選挙公報に主張を掲載したほかは、選挙運動はしない。ただ呼ばれたら話しには行く。

――選挙運動をほとんどやらない理由は?

立候補を思い立ったのが1月中旬で、準備が足りないから。災害の危険性について知りたい、という人がいれば、私の持つ資料を提供したい。【平野美紀】</P>

2006/2/4 水俣市長選3候補あす審判市議補選も産廃問題影響に注目=熊本【読売】


水俣市長選と、市議補選(被選挙数1)は5日、投開票される。市長選に立候補しているのは、再選を目指す現職・江口隆一(40)(無所属=自民・公明推薦)、前市教育長の新人・宮本勝彬(62)(無所属)、元会社員の新人・斉藤英雄(66)(同)の3候補。

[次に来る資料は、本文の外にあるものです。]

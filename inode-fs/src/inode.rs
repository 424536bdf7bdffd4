//! # 句柄层
//!
//! [`Inode`] 是磁盘 inode 在内存中的代表，同一扇区上的所有打开者共享一个句柄。
//! 每个打开者持有一个 [`OpenInode`]，打开与关闭经由 [`InodeTable`](crate::InodeTable)，
//! 读写与写保护直接在句柄上进行。

use alloc::sync::Arc;
use alloc::vec::Vec;
use core::ops::Deref;

use block_dev::BlockDevice;
use enumflags2::bitflags;
use spin::{Mutex, RwLock};

use crate::layout::{DiskInode, InodeKind};
use crate::sector;
use crate::stream::Chunks;
use crate::SectorId;

pub struct Inode {
    /// inode 所在扇区，也是它的编号
    sector: SectorId,
    /// 首次打开时读入的磁盘记录，此后不再刷新
    disk: DiskInode,
    /// 读者共享，写者独占；写入是读-改-写，须与读者互斥
    io: RwLock<()>,
    state: Mutex<OpenState>,
    dev: Arc<dyn BlockDevice>,
}

/// 一个打开者。不能克隆，新增打开者只能用 [`OpenInode::reopen`]，
/// 用完须交给 [`InodeTable::close`](crate::InodeTable::close)。
#[must_use = "an opener must be closed through its InodeTable"]
pub struct OpenInode(Arc<Inode>);

#[derive(Debug)]
struct OpenState {
    /// 打开者个数
    open_cnt: usize,
    /// 最后一个打开者关闭时释放扇区
    removed: bool,
    /// 非零时拒绝写入
    deny_write_cnt: usize,
}

#[derive(Debug, Default)]
pub struct Stat {
    pub inode: u64,
    pub kind: StatKind,
    /// 文件长度(字节)
    pub size: u64,
    /// 占据的扇区数，含索引块与 inode 自身
    pub sectors: u64,
}

#[allow(clippy::upper_case_acronyms)]
#[bitflags]
#[repr(u32)]
#[derive(Debug, Clone, Copy, Default, PartialEq, Eq)]
pub enum StatKind {
    DIR = 0o040000,
    #[default]
    FILE = 0o100000,
}

impl Inode {
    pub(crate) fn new(sector: SectorId, disk: DiskInode, dev: Arc<dyn BlockDevice>) -> Self {
        Self {
            sector,
            disk,
            io: RwLock::new(()),
            state: Mutex::new(OpenState {
                open_cnt: 1,
                removed: false,
                deny_write_cnt: 0,
            }),
            dev,
        }
    }

    #[inline]
    pub fn inumber(&self) -> SectorId {
        self.sector
    }

    #[inline]
    pub fn len(&self) -> usize {
        self.disk.len()
    }

    #[inline]
    pub fn is_empty(&self) -> bool {
        self.disk.is_empty()
    }

    #[inline]
    pub fn kind(&self) -> InodeKind {
        self.disk.kind()
    }

    #[inline]
    pub fn is_dir(&self) -> bool {
        self.kind() == InodeKind::Directory
    }

    pub fn stat(&self) -> Stat {
        let data_sectors = DiskInode::sectors_required(self.len());
        Stat {
            inode: u32::from(self.sector).into(),
            kind: self.kind().into(),
            size: self.len() as u64,
            sectors: (DiskInode::total_allocation_units(data_sectors) + 1) as u64,
        }
    }

    /// 字节偏移 `offset` 所在的数据扇区，见 [`DiskInode::resolve`]
    pub fn resolve(&self, offset: usize) -> Option<SectorId> {
        let _io = self.io.read();
        self.disk.resolve(offset, &self.dev)
    }

    /// 标记删除，扇区待最后一个打开者关闭时才释放
    pub fn remove(&self) {
        self.state.lock().removed = true;
    }

    #[inline]
    pub fn is_removed(&self) -> bool {
        self.state.lock().removed
    }

    #[inline]
    pub fn open_count(&self) -> usize {
        self.state.lock().open_cnt
    }

    /// 禁止写入。每个打开者至多调用一次
    pub fn deny_write(&self) {
        let mut state = self.state.lock();
        state.deny_write_cnt += 1;
        assert!(state.deny_write_cnt <= state.open_cnt);
    }

    /// 恢复写入。调用过 [`Inode::deny_write`] 的打开者须在关闭前调用一次
    pub fn allow_write(&self) {
        let mut state = self.state.lock();
        assert!(state.deny_write_cnt > 0);
        assert!(state.deny_write_cnt <= state.open_cnt);
        state.deny_write_cnt -= 1;
    }

    #[inline]
    pub fn is_write_denied(&self) -> bool {
        self.state.lock().deny_write_cnt > 0
    }

    /// 从 `offset` 起读出数据填充 `buf`，返回实际读出的字节数。
    ///
    /// 读到文件末尾时返回值小于 `buf.len()`，这不是错误。
    pub fn read_at(&self, offset: usize, buf: &mut [u8]) -> usize {
        let _io = self.io.read();
        if self.open_count() == 0 {
            log::warn!("inode {}: read after last close", self.sector);
            return 0;
        }

        let mut scratch = None;

        let mut read_size = 0;
        for chunk in Chunks::new(&self.disk, &self.dev, offset, buf.len()) {
            let dest = &mut buf[read_size..read_size + chunk.len];

            if chunk.is_whole() {
                self.dev.read_block(chunk.sector.block(), dest);
            } else {
                let Some(bounce) = bounce_buf(&mut scratch) else {
                    break;
                };
                self.dev.read_block(chunk.sector.block(), bounce);
                dest.copy_from_slice(&bounce[chunk.range()]);
            }

            read_size += chunk.len;
        }

        read_size
    }

    /// 从 `offset` 起写入 `buf`，返回实际写入的字节数。
    ///
    /// 写入不会让文件变长，超出长度的部分被截掉；禁止写入时返回 0。
    pub fn write_at(&self, offset: usize, buf: &[u8]) -> usize {
        let _io = self.io.write();
        {
            let state = self.state.lock();
            // 最后一个打开者关闭后，扇区可能已归还给别的文件
            if state.open_cnt == 0 {
                log::warn!("inode {}: write after last close", self.sector);
                return 0;
            }
            if state.deny_write_cnt > 0 {
                log::warn!("inode {}: write denied", self.sector);
                return 0;
            }
        }

        let mut scratch = None;

        let mut written_size = 0;
        for chunk in Chunks::new(&self.disk, &self.dev, offset, buf.len()) {
            let src = &buf[written_size..written_size + chunk.len];

            if chunk.is_whole() {
                self.dev.write_block(chunk.sector.block(), src);
            } else {
                let Some(bounce) = bounce_buf(&mut scratch) else {
                    break;
                };

                // 扇区内还有片段以外的数据就先读出来，否则从全零开始
                if chunk.is_partial() {
                    self.dev.read_block(chunk.sector.block(), bounce);
                } else {
                    bounce.fill(0);
                }
                bounce[chunk.range()].copy_from_slice(src);
                self.dev.write_block(chunk.sector.block(), bounce);
            }

            written_size += chunk.len;
        }

        written_size
    }
}

impl Inode {
    #[inline]
    pub(crate) fn disk(&self) -> &DiskInode {
        &self.disk
    }

    /// 新增一个打开者
    pub(crate) fn acquire(&self) {
        self.state.lock().open_cnt += 1;
    }

    /// 减少一个打开者，返回剩余的打开者个数
    pub(crate) fn release(&self) -> usize {
        let mut state = self.state.lock();
        assert!(state.open_cnt > 0, "close a closed inode");
        state.open_cnt -= 1;
        state.open_cnt
    }
}

impl OpenInode {
    #[inline]
    pub(crate) fn new(inode: Arc<Inode>) -> Self {
        Self(inode)
    }

    /// 新增一个打开者，与 `self` 共享同一个句柄
    pub fn reopen(&self) -> Self {
        let mut state = self.0.state.lock();
        assert!(state.open_cnt > 0, "reopen a closed inode");
        state.open_cnt += 1;
        Self(Arc::clone(&self.0))
    }

    /// 两个打开者是否共享同一个句柄
    #[inline]
    pub fn shares_with(&self, other: &Self) -> bool {
        Arc::ptr_eq(&self.0, &other.0)
    }

    #[inline]
    pub(crate) fn handle(&self) -> &Arc<Inode> {
        &self.0
    }
}

impl Deref for OpenInode {
    type Target = Inode;

    #[inline]
    fn deref(&self) -> &Inode {
        &self.0
    }
}

/// 按需申请中转缓冲，申请不到时本次传输提前结束
fn bounce_buf(slot: &mut Option<Vec<u8>>) -> Option<&mut [u8]> {
    if slot.is_none() {
        match sector::scratch() {
            Ok(buf) => *slot = Some(buf),
            Err(err) => {
                log::warn!("{err}, transfer cut short");
                return None;
            }
        }
    }
    slot.as_deref_mut()
}

impl From<InodeKind> for StatKind {
    #[inline]
    fn from(kind: InodeKind) -> Self {
        match kind {
            InodeKind::Directory => Self::DIR,
            InodeKind::File => Self::FILE,
        }
    }
}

このうち、現市政の継続を訴える江口候補と、刷新の必要性を主張する宮本候補が激戦を展開。市議会の21議員もほぼ真っ二つに分かれて両候補を支援しており、事実上の一騎打ちとなっている。
また、同市では民間業者が市南部で計画を進めている産廃最終処分場建設問題への対応が市政の課題となっており、この問題がどう影響するか注目される。
江口候補は計画への賛否について「県知事が許認可権を持っており、市としては中立」としてきたが、告示直前の公開討論会で初めて公式に「反対」を表明。「中立というのは企業との交渉戦略。予定地の買い上げを市議会に打診するなど当初から反対の姿勢だった。選挙前で誤解を招きたくなかったので戦略を明らかにした」と理解を求める。

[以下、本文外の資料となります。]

use clap::{Parser, Subcommand};
use std::path::PathBuf;

#[derive(Parser)]
pub struct Cli {
    #[command(subcommand)]
    pub command: Command,
}

#[derive(Subcommand)]
pub enum Command {
    /// Pack every regular file of a directory into a fresh image
    Pack {
        /// Source directory
        #[arg(long, short)]
        source: PathBuf,

        /// Output image
        #[arg(long, short)]
        image: PathBuf,

        /// Image size in sectors
        #[arg(long, default_value_t = 16 * 2048)]
        sectors: usize,

        /// Sectors reserved at the start of the image
        #[arg(long, default_value_t = 1)]
        reserved: usize,
    },

    /// Copy the content of an inode to stdout
    Cat {
        #[arg(long, short)]
        image: PathBuf,

        /// Sector of the inode
        #[arg(long)]
        sector: u32,
    },

    /// Show kind and size of an inode
    Stat {
        #[arg(long, short)]
        image: PathBuf,

        /// Sector of the inode
        #[arg(long)]
        sector: u32,
    },
}
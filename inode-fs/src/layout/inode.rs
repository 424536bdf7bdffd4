//! 磁盘上的 inode 记录与块索引编码
//!
//! ## 块索引编码
//!
//! - 块索引小于 [`DIRECT_COUNT`] 时直接取 `direct`
//! - 否则剔去直接索引部分，除以 [`INDEX_COUNT`] 得一级索引块内的槽位，
//!   取模得二级索引块内的槽位

use alloc::sync::Arc;

use block_dev::BlockDevice;

use crate::sector::SectorRecord;
use crate::{DIRECT_COUNT, INDEX_COUNT, INODE_MAGIC, SECTOR_SIZE, SectorId};
use crate::IndexBlock;

/// 间接索引的层数
const INDIRECT_DEPTH: usize = 2;
/// 经由间接索引可编号的数据扇区数
const INDIRECT_CAP: usize = INDEX_COUNT.pow(INDIRECT_DEPTH as u32);

#[derive(Debug, Clone)]
#[repr(C)]
pub struct DiskInode {
    /// 直接索引，依次指向文件前 124 个数据扇区
    pub(crate) direct: [SectorId; DIRECT_COUNT],
    /// 指向一级索引块，仅当文件超过 124 个扇区时有意义
    pub(crate) indirect: SectorId,
    is_directory: u8,
    _padding: [u8; 3],
    // 不用usize是为了严控布局
    length: u32,
    magic: u32,
}

#[derive(Debug, Default, PartialEq, Eq, Clone, Copy)]
pub enum InodeKind {
    #[default]
    File,
    Directory,
}

/// 逻辑块在索引树中的位置
#[derive(Debug, PartialEq, Eq, Clone, Copy)]
pub enum Position {
    Direct(usize),
    /// 自一级索引块起逐级的槽位
    Indirect([usize; INDIRECT_DEPTH]),
}

impl Default for DiskInode {
    fn default() -> Self {
        Self {
            direct: [SectorId::default(); DIRECT_COUNT],
            indirect: SectorId::default(),
            is_directory: 0,
            _padding: [0; 3],
            length: 0,
            magic: 0,
        }
    }
}

unsafe impl SectorRecord for DiskInode {}

impl DiskInode {
    #[inline]
    pub fn new(length: u32, kind: InodeKind) -> Self {
        Self {
            is_directory: (kind == InodeKind::Directory).into(),
            length,
            magic: INODE_MAGIC,
            ..Default::default()
        }
    }

    #[inline]
    pub fn is_valid(&self) -> bool {
        self.magic == INODE_MAGIC
    }

    #[inline]
    pub fn magic(&self) -> u32 {
        self.magic
    }

    #[inline]
    pub fn len(&self) -> usize {
        self.length as usize
    }

    #[inline]
    pub fn is_empty(&self) -> bool {
        self.length == 0
    }

    #[inline]
    pub fn kind(&self) -> InodeKind {
        if self.is_directory != 0 {
            InodeKind::Directory
        } else {
            InodeKind::File
        }
    }

    #[inline]
    pub fn indirect(&self) -> SectorId {
        self.indirect
    }

    /// 返回字节偏移 `offset` 所在的数据扇区；偏移不小于文件长度时返回空。
    ///
    /// 间接索引要多读两次设备，索引块不做缓存。
    pub fn resolve(&self, offset: usize, dev: &Arc<dyn BlockDevice>) -> Option<SectorId> {
        if offset >= self.len() {
            return None;
        }

        match Position::of(offset / SECTOR_SIZE)? {
            Position::Direct(index) => Some(self.direct[index]),
            Position::Indirect(path) => Some(IndexBlock::walk(dev, self.indirect, &path)),
        }
    }

    /// 容纳 `length` 字节需要多少个**数据扇区**
    #[inline]
    pub fn sectors_required(length: usize) -> usize {
        length.div_ceil(SECTOR_SIZE)
    }

    /// `data_sectors` 个数据扇区连同索引块一共要占多少扇区，不含 inode 自身
    pub fn total_allocation_units(data_sectors: usize) -> usize {
        if data_sectors <= DIRECT_COUNT {
            return data_sectors;
        }

        // 一个一级索引块，外加每 128 个数据扇区一个二级索引块
        let indirect_sectors = data_sectors - DIRECT_COUNT;
        data_sectors + indirect_sectors.div_ceil(INDEX_COUNT) + 1
    }
}

impl Position {
    /// 逻辑块索引在索引树中的位置，超出可编号范围时返回空
    pub fn of(block_index: usize) -> Option<Self> {
        if block_index < DIRECT_COUNT {
            return Some(Self::Direct(block_index));
        }

        let index = block_index - DIRECT_COUNT;
        (index < INDIRECT_CAP).then_some(Self::Indirect([index / INDEX_COUNT, index % INDEX_COUNT]))
    }
}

そのうえで、環境を巡る施策として「世界の先進技術を集積し、環境と経済が両立したまちづくりを進める」と訴える。
これに対し、宮本候補は昨年11月の出馬表明以来、「市として断固阻止する。市役所に対策室をつくり市長自ら反対運動を展開する」と明言。チッソ水俣工場が排出した産廃が原因で水俣病が発生したことに触れ、「公害の恐れがある施設は水俣に必要ない」と主張している。

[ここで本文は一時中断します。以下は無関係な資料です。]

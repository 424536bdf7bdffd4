//! # 打开表
//!
//! 挂载时建立、卸载时销毁，记录所有打开着的 [`Inode`]，
//! 保证同一扇区上的 inode 在内存中只有一个句柄。
//! 扇区的释放只会发生在最后一个打开者 [`InodeTable::close`] 时。

use alloc::boxed::Box;
use alloc::sync::Arc;
use alloc::vec::Vec;

use block_dev::BlockDevice;
use spin::Mutex;

use crate::alloc_tree;
use crate::layout::{DiskInode, InodeKind};
use crate::sector::SectorRecord;
use crate::{Error, FreeMap, Inode, OpenInode, Result, SectorId};

pub struct InodeTable {
    dev: Arc<dyn BlockDevice>,
    free_map: Mutex<Box<dyn FreeMap>>,
    /// 加锁顺序：先 `open_inodes` 后 `free_map`
    open_inodes: Mutex<Vec<Arc<Inode>>>,
}

impl InodeTable {
    pub fn new(dev: Arc<dyn BlockDevice>, free_map: impl FreeMap + 'static) -> Self {
        Self {
            dev,
            free_map: Mutex::new(Box::new(free_map)),
            open_inodes: Mutex::new(Vec::new()),
        }
    }

    /// 在 `sector` 上创建长度为 `length` 字节的文件 inode，并一次性分配好全部扇区。
    ///
    /// `sector` 本身由调用者事先申请。失败时不会留下任何被占用的扇区。
    #[inline]
    pub fn create(&self, sector: SectorId, length: usize) -> Result<()> {
        self.create_as(sector, length, InodeKind::File)
    }

    /// 同 [`InodeTable::create`]，但标记为目录
    #[inline]
    pub fn create_dir(&self, sector: SectorId, length: usize) -> Result<()> {
        self.create_as(sector, length, InodeKind::Directory)
    }

    /// 打开 `sector` 上的 inode。已打开时共享同一个句柄，不再读盘。
    ///
    /// 打开表的空位用 `try_reserve` 申请，申请不到时返回 [`Error::OutOfMemory`]；
    /// 句柄本身由 `Arc::new` 分配，`alloc` 没有可失败的版本，内存耗尽时照常中止。
    pub fn open(&self, sector: SectorId) -> Result<OpenInode> {
        self.check(sector)?;
        let mut open_inodes = self.open_inodes.lock();

        // 尝试从打开表中取出句柄
        if let Some(inode) = open_inodes
            .iter()
            .find(|inode| inode.inumber() == sector)
        {
            inode.acquire();
            return Ok(OpenInode::new(Arc::clone(inode)));
        }

        let disk = DiskInode::load(&self.dev, sector);
        if !disk.is_valid() {
            return Err(Error::BadMagic {
                sector,
                magic: disk.magic(),
            });
        }

        open_inodes
            .try_reserve(1)
            .map_err(|_| Error::OutOfMemory)?;
        let inode = Arc::new(Inode::new(sector, disk, self.dev.clone()));
        open_inodes.push(inode.clone());
        log::debug!("open inode {sector}: length {}", inode.len());

        Ok(OpenInode::new(inode))
    }

    /// 关闭一个打开者。最后一个打开者关闭时句柄离开打开表，
    /// 若已标记删除，则释放它的全部扇区。
    pub fn close(&self, opener: OpenInode) {
        let inode = opener.handle();
        let mut open_inodes = self.open_inodes.lock();
        if inode.release() > 0 {
            return;
        }

        if let Some(index) = open_inodes
            .iter()
            .position(|open| Arc::ptr_eq(open, inode))
        {
            open_inodes.swap_remove(index);
        }

        if inode.is_removed() {
            let released = alloc_tree::release_allocation(
                inode.disk(),
                inode.inumber(),
                &self.dev,
                &mut **self.free_map.lock(),
            );
            log::debug!("inode {} removed: {released} sectors released", inode.inumber());
        }
    }

    /// 打开着的句柄个数
    #[inline]
    pub fn open_count(&self) -> usize {
        self.open_inodes.lock().len()
    }

    /// 剩余的空闲扇区数
    #[inline]
    pub fn unused(&self) -> usize {
        self.free_map.lock().unused()
    }

    /// 申请一个扇区，供调用者存放新的 inode
    pub fn alloc_sector(&self) -> Option<SectorId> {
        self.free_map.lock().allocate(1)
    }

    /// 归还 [`InodeTable::alloc_sector`] 得到、但没能建成 inode 的扇区
    pub fn dealloc_sector(&self, sector: SectorId) {
        self.free_map.lock().release(sector, 1)
    }
}

impl InodeTable {
    fn check(&self, sector: SectorId) -> Result<()> {
        SectorId::checked(sector.block(), self.dev.num_blocks()).map(|_| ())
    }

    fn create_as(&self, sector: SectorId, length: usize, kind: InodeKind) -> Result<()> {
        self.check(sector)?;

        let result = u32::try_from(length)
            .map_err(|_| Error::TooLarge {
                required: DiskInode::total_allocation_units(DiskInode::sectors_required(length)),
            })
            .and_then(|length| {
                let mut disk = DiskInode::new(length, kind);
                alloc_tree::create_allocation(&mut disk, &self.dev, &mut **self.free_map.lock())?;
                disk.store(&self.dev, sector);
                Ok(())
            });

        match result {
            Ok(()) => log::debug!("create inode {sector}: length {length}"),
            Err(err) => log::warn!("create inode {sector}: {err}"),
        }
        result
    }
}

impl Drop for InodeTable {
    fn drop(&mut self) {
        let open_inodes = self.open_inodes.get_mut();
        if !open_inodes.is_empty() {
            log::warn!(
                "unmount with {} inodes still open: {:?}",
                open_inodes.len(),
                open_inodes.iter().map(|inode| inode.inumber()).collect::<Vec<_>>()
            );
        }
    }
}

選挙戦では「経済や教育、福祉の問題も大切。商店街活性化も必要。だが、まずは産廃計画を止めなければ水俣は前に進まない」と訴え、産廃問題を最大の争点に掲げている。
斉藤候補は公報で主張を訴えている。
市議補選は、県議秘書の新人・高岡利治(47)と農業の元市議・千々岩巧(57)の2候補が争っている。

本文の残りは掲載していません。